34. The system of claim 33 wherein said samples are from different cellular developmental stages.

35. The system of claim 33 wherein said samples include undifferentiated cells and differentiated cells.

36. The system of claim 33 wherein said exon expression data is data captured from exon expression arrays.

37. The system of claim 33 wherein said exon expression data is data read from one more sequence libraries.

38. The system of claim 33 wherein said exon expression data is data determined by sequencing and/or hybridization of DNA and/or RNA.

39. The system of claim 33 further comprising:

said processor normalizing said exon expression data prior said robust regression.

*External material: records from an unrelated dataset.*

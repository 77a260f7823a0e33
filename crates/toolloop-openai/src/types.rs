//! `OpenAI` Responses API request and response types.
//!
//! These types mirror the wire format and are not part of the public API.
//! Conversion to and from `toolloop` types happens in
//! [`convert`](crate::convert).

use serde::{Deserialize, Serialize};
use serde_json::Value;

// ── Request types ──────────────────────────────────────────────────

/// Top-level request body for `POST /responses`.
#[derive(Debug, Serialize)]
pub(crate) struct Request<'a> {
    pub model: &'a str,
    pub input: Vec<InputItem>,
    #[serde(skip_serializing_if = "Vec::is_empty")]
    pub tools: Vec<Tool<'a>>,
    #[serde(skip_serializing_if = "Option::is_none")]
    pub reasoning: Option<Reasoning>,
    #[serde(skip_serializing_if = "Option::is_none")]
    pub temperature: Option<f32>,
    #[serde(skip_serializing_if = "Option::is_none")]
    pub max_output_tokens: Option<u32>,
    #[serde(skip_serializing_if = "Option::is_none")]
    pub parallel_tool_calls: Option<bool>,
    #[serde(skip_serializing_if = "Option::is_none")]
    pub store: Option<bool>,
    #[serde(skip_serializing_if = "Vec::is_empty")]
    pub include: Vec<&'static str>,
    #[serde(skip_serializing_if = "Option::is_none")]
    pub stream: Option<bool>,
}

/// Reasoning settings.
#[derive(Debug, Serialize)]
pub(crate) struct Reasoning {
    pub effort: &'static str,
}

/// One entry of the request's `input` list.
#[derive(Debug, Serialize)]
#[serde(tag = "type", rename_all = "snake_case")]
pub(crate) enum InputItem {
    /// A system, user, or assistant message.
    Message {
        #[serde(skip_serializing_if = "Option::is_none")]
        id: Option<String>,
        role: &'static str,
        content: InputContent,
    },
    /// A schema-typed tool call the model made earlier.
    FunctionCall {
        #[serde(skip_serializing_if = "Option::is_none")]
        id: Option<String>,
        call_id: String,
        name: String,
        arguments: String,
    },
    /// A grammar-constrained tool call the model made earlier.
    CustomToolCall {
        #[serde(skip_serializing_if = "Option::is_none")]
        id: Option<String>,
        call_id: String,
        name: String,
        input: String,
    },
    /// A reasoning item the model produced earlier.
    Reasoning {
        id: String,
        summary: Vec<SummaryText>,
        #[serde(skip_serializing_if = "Option::is_none")]
        encrypted_content: Option<String>,
    },
    /// Result of a schema-typed tool call.
    FunctionCallOutput { call_id: String, output: String },
    /// Result of a grammar-constrained tool call.
    CustomToolCallOutput { call_id: String, output: String },
}

/// Message content: plain text for prompts, output parts for resent
/// assistant messages.
#[derive(Debug, Serialize)]
#[serde(untagged)]
pub(crate) enum InputContent {
    Text(String),
    Parts(Vec<OutputTextPart>),
}

/// An `output_text` content part.
#[derive(Debug, Serialize)]
pub(crate) struct OutputTextPart {
    #[serde(rename = "type")]
    pub part_type: &'static str,
    pub text: String,
}

/// A reasoning summary entry.
#[derive(Debug, Serialize)]
pub(crate) struct SummaryText {
    #[serde(rename = "type")]
    pub part_type: &'static str,
    pub text: String,
}

/// Tool declaration sent in the request.
#[derive(Debug, Serialize)]
#[serde(tag = "type", rename_all = "snake_case")]
pub(crate) enum Tool<'a> {
    Function {
        name: &'a str,
        description: &'a str,
        parameters: &'a Value,
    },
    Custom {
        name: &'a str,
        description: &'a str,
        format: GrammarFormat<'a>,
    },
}

/// Grammar format of a custom tool.
#[derive(Debug, Serialize)]
pub(crate) struct GrammarFormat<'a> {
    #[serde(rename = "type")]
    pub format_type: &'static str,
    pub syntax: &'static str,
    pub definition: &'a str,
}

// ── Response types ─────────────────────────────────────────────────

/// Top-level response from `POST /responses`.
#[derive(Debug, Deserialize)]
pub(crate) struct Response {
    #[serde(default)]
    pub id: String,
    #[serde(default)]
    pub model: String,
    #[serde(default)]
    pub status: Option<String>,
    #[serde(default)]
    pub output: Vec<OutputItem>,
    #[serde(default)]
    pub usage: Option<ResponseUsage>,
    #[serde(default)]
    pub error: Option<ErrorDetail>,
}

/// An item of the response's `output` list.
#[derive(Debug, Deserialize)]
#[serde(tag = "type", rename_all = "snake_case")]
pub(crate) enum OutputItem {
    Message {
        id: String,
        #[serde(default)]
        content: Vec<ContentPart>,
    },
    FunctionCall {
        #[serde(default)]
        id: Option<String>,
        call_id: String,
        name: String,
        #[serde(default)]
        arguments: String,
    },
    CustomToolCall {
        #[serde(default)]
        id: Option<String>,
        call_id: String,
        name: String,
        #[serde(default)]
        input: String,
    },
    Reasoning {
        id: String,
        #[serde(default)]
        summary: Vec<SummaryPart>,
        #[serde(default)]
        encrypted_content: Option<String>,
    },
    /// Item types the client doesn't model (web search calls and such).
    #[serde(other)]
    Unknown,
}

/// A content part of an output message.
#[derive(Debug, Deserialize)]
#[serde(tag = "type", rename_all = "snake_case")]
pub(crate) enum ContentPart {
    OutputText {
        text: String,
    },
    Refusal {
        refusal: String,
    },
    #[serde(other)]
    Unknown,
}

/// A reasoning summary entry.
#[derive(Debug, Deserialize)]
pub(crate) struct SummaryPart {
    #[serde(default)]
    pub text: String,
}

/// Token usage in the response.
#[derive(Debug, Deserialize)]
pub(crate) struct ResponseUsage {
    pub input_tokens: u64,
    pub output_tokens: u64,
    #[serde(default)]
    pub output_tokens_details: Option<OutputTokensDetails>,
}

/// Detailed breakdown of output tokens.
#[derive(Debug, Deserialize)]
pub(crate) struct OutputTokensDetails {
    #[serde(default)]
    pub reasoning_tokens: Option<u64>,
}

// ── Error types ────────────────────────────────────────────────────

/// Error response body from the API.
#[derive(Debug, Deserialize)]
pub(crate) struct ErrorResponse {
    pub error: ErrorDetail,
}

/// Error detail within an error response or failed response.
#[derive(Debug, Deserialize)]
pub(crate) struct ErrorDetail {
    #[serde(default)]
    pub code: Option<String>,
    pub message: String,
}

// ── Streaming types ────────────────────────────────────────────────

/// A single SSE event from the streaming API.
#[derive(Debug, Deserialize)]
#[serde(tag = "type")]
pub(crate) enum StreamEvent {
    #[serde(rename = "response.created")]
    Created { response: Response },
    #[serde(rename = "response.output_item.added")]
    OutputItemAdded { output_index: u32, item: OutputItem },
    #[serde(rename = "response.output_text.delta")]
    OutputTextDelta { item_id: String, delta: String },
    #[serde(rename = "response.function_call_arguments.delta")]
    FunctionCallArgumentsDelta { item_id: String, delta: String },
    #[serde(rename = "response.function_call_arguments.done")]
    FunctionCallArgumentsDone { item_id: String, arguments: String },
    #[serde(rename = "response.custom_tool_call_input.delta")]
    CustomToolCallInputDelta { item_id: String, delta: String },
    #[serde(rename = "response.custom_tool_call_input.done")]
    CustomToolCallInputDone { item_id: String, input: String },
    #[serde(rename = "response.output_item.done")]
    OutputItemDone { output_index: u32, item: OutputItem },
    #[serde(rename = "response.completed")]
    Completed { response: Response },
    #[serde(rename = "response.incomplete")]
    Incomplete { response: Response },
    #[serde(rename = "response.failed")]
    Failed { response: Response },
    #[serde(rename = "error")]
    Error {
        #[serde(default)]
        code: Option<String>,
        message: String,
    },
    /// Progress and bookkeeping events the client doesn't act on.
    #[serde(other)]
    Other,
}

#[cfg(test)]
mod tests {
    use super::*;
    use serde_json::json;

    #[test]
    fn test_response_deserialization() {
        let json = json!({
            "id": "resp_1",
            "object": "response",
            "model": "gpt-5-mini",
            "status": "completed",
            "output": [
                { "type": "reasoning", "id": "rs_1", "summary": [] },
                {
                    "type": "custom_tool_call",
                    "id": "ctc_1",
                    "call_id": "call_1",
                    "name": "checkPrice",
                    "input": "{\"sku\":\"SKU-001\"}"
                },
                { "type": "web_search_call", "id": "ws_1", "status": "completed" }
            ],
            "usage": {
                "input_tokens": 120,
                "output_tokens": 40,
                "output_tokens_details": { "reasoning_tokens": 32 },
                "total_tokens": 160
            }
        });
        let resp: Response = serde_json::from_value(json).unwrap();
        assert_eq!(resp.id, "resp_1");
        assert_eq!(resp.output.len(), 3);
        assert!(matches!(resp.output[1], OutputItem::CustomToolCall { .. }));
        assert!(matches!(resp.output[2], OutputItem::Unknown));
        let usage = resp.usage.unwrap();
        assert_eq!(usage.output_tokens_details.unwrap().reasoning_tokens, Some(32));
    }

    #[test]
    fn test_error_response_deserialization() {
        let json = json!({
            "error": {
                "message": "Incorrect API key provided",
                "type": "invalid_request_error",
                "code": "invalid_api_key"
            }
        });
        let err: ErrorResponse = serde_json::from_value(json).unwrap();
        assert_eq!(err.error.message, "Incorrect API key provided");
        assert_eq!(err.error.code.as_deref(), Some("invalid_api_key"));
    }

    #[test]
    fn test_input_items_serialization() {
        let items = vec![
            InputItem::Message {
                id: None,
                role: "user",
                content: InputContent::Text("hi".into()),
            },
            InputItem::CustomToolCallOutput {
                call_id: "call_1".into(),
                output: "{}".into(),
            },
        ];
        let json = serde_json::to_value(&items).unwrap();
        assert_eq!(json[0]["type"], "message");
        assert_eq!(json[0]["content"], "hi");
        assert!(json[0].get("id").is_none());
        assert_eq!(json[1]["type"], "custom_tool_call_output");
        assert_eq!(json[1]["call_id"], "call_1");
    }

    #[test]
    fn test_custom_tool_serialization() {
        let tool = Tool::Custom {
            name: "checkPrice",
            description: "Price for a SKU",
            format: GrammarFormat {
                format_type: "grammar",
                syntax: "lark",
                definition: "start: /.+/",
            },
        };
        let json = serde_json::to_value(&tool).unwrap();
        assert_eq!(json["type"], "custom");
        assert_eq!(json["format"]["type"], "grammar");
        assert_eq!(json["format"]["syntax"], "lark");
    }

    #[test]
    fn test_stream_event_deserialization() {
        let delta: StreamEvent = serde_json::from_value(json!({
            "type": "response.function_call_arguments.delta",
            "sequence_number": 7,
            "item_id": "fc_1",
            "output_index": 0,
            "delta": "{\"li"
        }))
        .unwrap();
        assert!(matches!(delta, StreamEvent::FunctionCallArgumentsDelta { ref delta, .. } if delta == "{\"li"));

        let other: StreamEvent = serde_json::from_value(json!({
            "type": "response.in_progress",
            "response": {}
        }))
        .unwrap();
        assert!(matches!(other, StreamEvent::Other));
    }
}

40. The system of claim 33 wherein said analyzing said outliers to detect false-positive outliers comprises one or more selected from the group consisting of:

removing values whose Pearson correlation coefficient is less than a predetermined amount;

removing values that have a studentized residual greater than a specified amount; and

removing values that have a leverage that is greater than a specified amount.

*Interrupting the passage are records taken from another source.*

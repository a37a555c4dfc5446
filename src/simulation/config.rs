use crate::experiment::SetupOptions;
use crate::scene::host::HostConfig;
use serde::{Deserialize, Serialize};
use std::path::Path;

/// Lab-wide settings, persisted as RON.
#[derive(Debug, Clone, PartialEq, Serialize, Deserialize)]
#[serde(default)]
pub struct LabConfig {
    /// Experiment selected at startup
    pub startup_experiment: String,

    /// Simulated seconds per wall-clock second
    pub speed_multiplier: f64,

    /// Cap on trail points; `None` keeps them all
    pub trail_capacity: Option<usize>,

    /// Record per-frame readouts for export
    pub record_data: bool,

    pub host: HostConfig,

    /// Wall-clock step of the headless demo loop, seconds
    pub demo_frame_interval: f64,

    /// The demo stops after this much wall-clock time even if the
    /// experiment never auto-stops
    pub demo_max_seconds: f64,
}

impl Default for LabConfig {
    fn default() -> Self {
        Self {
            startup_experiment: "projectile".to_string(),
            speed_multiplier: 1.0,
            trail_capacity: None,
            record_data: true,
            host: HostConfig::default(),
            demo_frame_interval: 1.0 / 60.0,
            demo_max_seconds: 10.0,
        }
    }
}

impl LabConfig {
    pub fn setup_options(&self) -> SetupOptions {
        SetupOptions {
            trail_capacity: self.trail_capacity,
        }
    }

    /// Save as pretty RON.
    pub fn save(&self, path: &Path) -> Result<(), ConfigSaveError> {
        let contents = ron::ser::to_string_pretty(self, ron::ser::PrettyConfig::default())?;
        std::fs::write(path, contents)?;
        log::info!("Saved lab config to {:?}", path);
        Ok(())
    }

    /// Load from `path`, falling back to the embedded default when the file
    /// is missing or unreadable.
    pub fn load(path: &Path) -> Self {
        if path.exists() {
            match Self::load_from_file(path) {
                Ok(config) => {
                    log::info!("Loaded lab config from {:?}", path);
                    return config;
                }
                Err(e) => {
                    log::warn!("Failed to load lab config: {}. Using embedded default.", e);
                }
            }
        } else {
            log::info!("No lab config at {:?}, using embedded default", path);
        }

        Self::load_embedded_default()
    }

    pub fn load_embedded_default() -> Self {
        let embedded = include_str!("../../default_lab_config.ron");
        match ron::from_str::<LabConfig>(embedded) {
            Ok(config) => config,
            Err(e) => {
                log::error!(
                    "Failed to parse embedded default lab config: {}. Using hardcoded default.",
                    e
                );
                Self::default()
            }
        }
    }

    pub fn load_from_file(path: &Path) -> Result<Self, ConfigLoadError> {
        let contents = std::fs::read_to_string(path)?;
        Ok(ron::from_str(&contents)?)
    }
}

#[derive(Debug, thiserror::Error)]
pub enum ConfigLoadError {
    #[error("IO error: {0}")]
    Io(#[from] std::io::Error),
    #[error("RON parse error: {0}")]
    Ron(#[from] ron::error::SpannedError),
}

#[derive(Debug, thiserror::Error)]
pub enum ConfigSaveError {
    #[error("IO error: {0}")]
    Io(#[from] std::io::Error),
    #[error("RON serialization error: {0}")]
    Ron(#[from] ron::Error),
}

#[cfg(test)]
mod tests {
    use super::*;

    fn temp_path(name: &str) -> std::path::PathBuf {
        std::env::temp_dir().join(format!("virtual-lab-{}-{}.ron", name, std::process::id()))
    }

    #[test]
    fn embedded_default_parses() {
        let embedded = include_str!("../../default_lab_config.ron");
        let config: LabConfig = ron::from_str(embedded).unwrap();
        assert_eq!(config.startup_experiment, "projectile");
        assert_eq!(config.host.surface_size.width, 960);
        assert_eq!(config, LabConfig::load_embedded_default());
    }

    #[test]
    fn save_then_load_keeps_settings() {
        let path = temp_path("roundtrip");
        let mut config = LabConfig::default();
        config.startup_experiment = "circuit".into();
        config.trail_capacity = Some(250);
        config.speed_multiplier = 2.0;
        config.save(&path).unwrap();

        let loaded = LabConfig::load(&path);
        let _ = std::fs::remove_file(&path);
        assert_eq!(loaded, config);
    }

    #[test]
    fn partial_file_fills_in_defaults() {
        let path = temp_path("partial");
        std::fs::write(&path, "(speed_multiplier: 0.5)").unwrap();
        let loaded = LabConfig::load_from_file(&path);
        let _ = std::fs::remove_file(&path);

        let loaded = loaded.unwrap();
        assert_eq!(loaded.speed_multiplier, 0.5);
        assert_eq!(loaded.startup_experiment, "projectile");
        assert_eq!(loaded.trail_capacity, None);
    }

    #[test]
    fn broken_file_falls_back_to_embedded_default() {
        let path = temp_path("broken");
        std::fs::write(&path, "(speed_multiplier: \"fast\"").unwrap();
        assert!(matches!(
            LabConfig::load_from_file(&path),
            Err(ConfigLoadError::Ron(_))
        ));
        let loaded = LabConfig::load(&path);
        let _ = std::fs::remove_file(&path);
        assert_eq!(loaded, LabConfig::load_embedded_default());
    }

    #[test]
    fn missing_file_is_an_io_error() {
        let path = temp_path("missing");
        assert!(matches!(
            LabConfig::load_from_file(&path),
            Err(ConfigLoadError::Io(_))
        ));
    }
}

41. The system of claim 33 wherein:

said two biologic samples comprise pluripotent human embryonic stem cells (hESCs) and multipotent neural progenitor cells (NPs); and

said outliers that are not false positive outliers identify exon expressions that are able to predictively distinguish between pluripotent human embryonic stem cells (hESCs) and multipotent neural progenitor cells (NPs).

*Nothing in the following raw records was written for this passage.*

//! Scene host: render surface, scene graph, camera and frame registration.
//!
//! The host knows nothing about physics. It is mounted once per experiment
//! instance and unmounted before the next one is set up, so each experiment
//! starts from an empty scene and a fresh surface.
//!
//! Teardown order matters:
//! 1. cancel the pending frame request (no callback may reach a dead scene)
//! 2. release every geometry and material the scene still holds
//! 3. destroy the surface

use crate::error::RenderError;
use crate::scene::backend::{FrameToken, RenderBackend, SurfaceId, SurfaceSize};
use crate::scene::camera::{CameraConfig, OrbitCamera};
use crate::scene::graph::{Released, SceneGraph};
use serde::{Deserialize, Serialize};

/// Surface and camera settings for a mounted host.
#[derive(Debug, Clone, Copy, PartialEq, Serialize, Deserialize)]
pub struct HostConfig {
    pub surface_size: SurfaceSize,
    /// 0xRRGGBB
    pub clear_color: u32,
    pub camera: CameraConfig,
    /// Refuse to build scenes with more nodes than this
    pub node_budget: Option<usize>,
}

impl Default for HostConfig {
    fn default() -> Self {
        Self {
            surface_size: SurfaceSize::default(),
            clear_color: 0xf0f4f8,
            camera: CameraConfig::default(),
            node_budget: None,
        }
    }
}

/// Resources handed back to the backend during teardown.
#[derive(Debug, Default, Clone, Copy, PartialEq, Eq)]
pub struct TeardownReport {
    pub geometries: usize,
    pub materials: usize,
    pub cancelled_frame: bool,
}

pub struct SceneHost {
    surface: Option<SurfaceId>,
    scene: SceneGraph,
    camera: OrbitCamera,
    size: SurfaceSize,
    pending_frame: Option<FrameToken>,
    /// Size of a resize the backend refused; retried on the next resize event
    failed_resize: Option<SurfaceSize>,
}

impl SceneHost {
    /// Create the render surface and an empty scene.
    pub fn mount(backend: &mut dyn RenderBackend, config: &HostConfig) -> Result<Self, RenderError> {
        let size = config.surface_size;
        let surface = backend.create_surface(size, config.clear_color)?;
        let aspect = size.width as f32 / size.height.max(1) as f32;

        log::debug!("Mounted scene host on surface {}", surface.0);

        Ok(Self {
            surface: Some(surface),
            scene: SceneGraph::with_node_budget(config.node_budget),
            camera: OrbitCamera::new(&config.camera, aspect),
            size,
            pending_frame: None,
            failed_resize: None,
        })
    }

    pub fn scene(&self) -> &SceneGraph {
        &self.scene
    }

    pub fn scene_mut(&mut self) -> &mut SceneGraph {
        &mut self.scene
    }

    pub fn camera(&self) -> &OrbitCamera {
        &self.camera
    }

    pub fn camera_mut(&mut self) -> &mut OrbitCamera {
        &mut self.camera
    }

    pub fn size(&self) -> SurfaceSize {
        self.size
    }

    pub fn is_mounted(&self) -> bool {
        self.surface.is_some()
    }

    pub fn has_pending_frame(&self) -> bool {
        self.pending_frame.is_some()
    }

    pub fn resize_pending(&self) -> bool {
        self.failed_resize.is_some()
    }

    /// Register for the next animation frame unless already registered.
    pub fn schedule_frame(&mut self, backend: &mut dyn RenderBackend) {
        if self.surface.is_some() && self.pending_frame.is_none() {
            self.pending_frame = Some(backend.request_frame());
        }
    }

    /// Consume a delivered frame token. Returns false for tokens that do not
    /// belong to this host's current registration.
    pub fn accept_frame(&mut self, token: FrameToken) -> bool {
        if self.pending_frame == Some(token) {
            self.pending_frame = None;
            true
        } else {
            false
        }
    }

    fn flush_released(&mut self, backend: &mut dyn RenderBackend) -> Released {
        let released = self.scene.take_released();
        for geometry in &released.geometries {
            backend.release_geometry(*geometry);
        }
        for material in &released.materials {
            backend.release_material(*material);
        }
        released
    }

    /// Render the scene. Backend failures are logged and swallowed.
    pub fn render(&mut self, backend: &mut dyn RenderBackend) {
        let Some(surface) = self.surface else {
            return;
        };
        self.flush_released(backend);
        if let Err(e) = backend.render(surface, &self.scene, &self.camera) {
            log::warn!("Render failed: {}", e);
        }
    }

    /// Handle a container resize. Camera aspect always follows; a refused
    /// surface resize is remembered and retried on the next event.
    pub fn resize(&mut self, backend: &mut dyn RenderBackend, width: u32, height: u32) {
        let Some(surface) = self.surface else {
            return;
        };
        let size = SurfaceSize { width, height };
        self.camera.set_aspect(width, height);
        self.size = size;

        if let Some(previous) = self.failed_resize {
            log::debug!(
                "Retrying surface resize (previous {}x{} failed)",
                previous.width,
                previous.height
            );
        }

        match backend.resize_surface(surface, size) {
            Ok(()) => self.failed_resize = None,
            Err(e) => {
                log::warn!("Surface resize failed, will retry on next resize: {}", e);
                self.failed_resize = Some(size);
            }
        }
    }

    /// Tear down: cancel the frame request, release every resource, destroy
    /// the surface.
    pub fn unmount(mut self, backend: &mut dyn RenderBackend) -> TeardownReport {
        let mut report = TeardownReport::default();

        if let Some(token) = self.pending_frame.take() {
            backend.cancel_frame(token);
            report.cancelled_frame = true;
        }

        let released = self.scene.dispose();
        for geometry in &released.geometries {
            backend.release_geometry(*geometry);
        }
        for material in &released.materials {
            backend.release_material(*material);
        }
        report.geometries = released.geometries.len();
        report.materials = released.materials.len();

        if let Some(surface) = self.surface.take() {
            backend.destroy_surface(surface);
            log::debug!(
                "Unmounted surface {} ({} geometries, {} materials released)",
                surface.0,
                report.geometries,
                report.materials
            );
        }
        report
    }
}

impl Drop for SceneHost {
    fn drop(&mut self) {
        if let Some(surface) = self.surface {
            log::error!(
                "Scene host for surface {} dropped without unmount; {} nodes leaked",
                surface.0,
                self.scene.node_count()
            );
        }
    }
}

42. A system able to determine post RNA-transcription events (e.g., alternative splicing (AS) events or RNA degradation) that are different between first and second biologic samples comprising:

a logic processor with one or more logic modules comprising:

a data receiving module receiving extracted exon signal estimates from at least two biologic samples indicating exon presence and/or expression for a very large exon data set;

one or more gene models;

an estimator module computing gene-level estimates from said extracted exon signal estimates for said gene models and for a gene, determining a t-statistic and a corresponding p-value representing relative enrichment of expression of said gene between said first sample versus said second sample;

a selector module applying a p-value cutoff to identify enriched genes and for enriched genes, selecting probesets that (i) comprised three or more individual probes; (ii) were localized within the exons of said gene models; and (iii) were detected above background in at least one of the samples lines;

an analysis module performing a robust regression analysis of said selected probesets to determine if some probesets behaved unexpectedly between said first sample and said second sample to identify AS exons;

wherein said robust regression analysis determines a linearized regression while reducing an impact of any outliers to said linearized regression;

an outlier detecting module;

a false-positive detection module; and

an interface module for outputting indications of said outliers that are not false positive outliers, said indications identifying one or more probesets (O R exons) that are alternatively spliced between said two samples.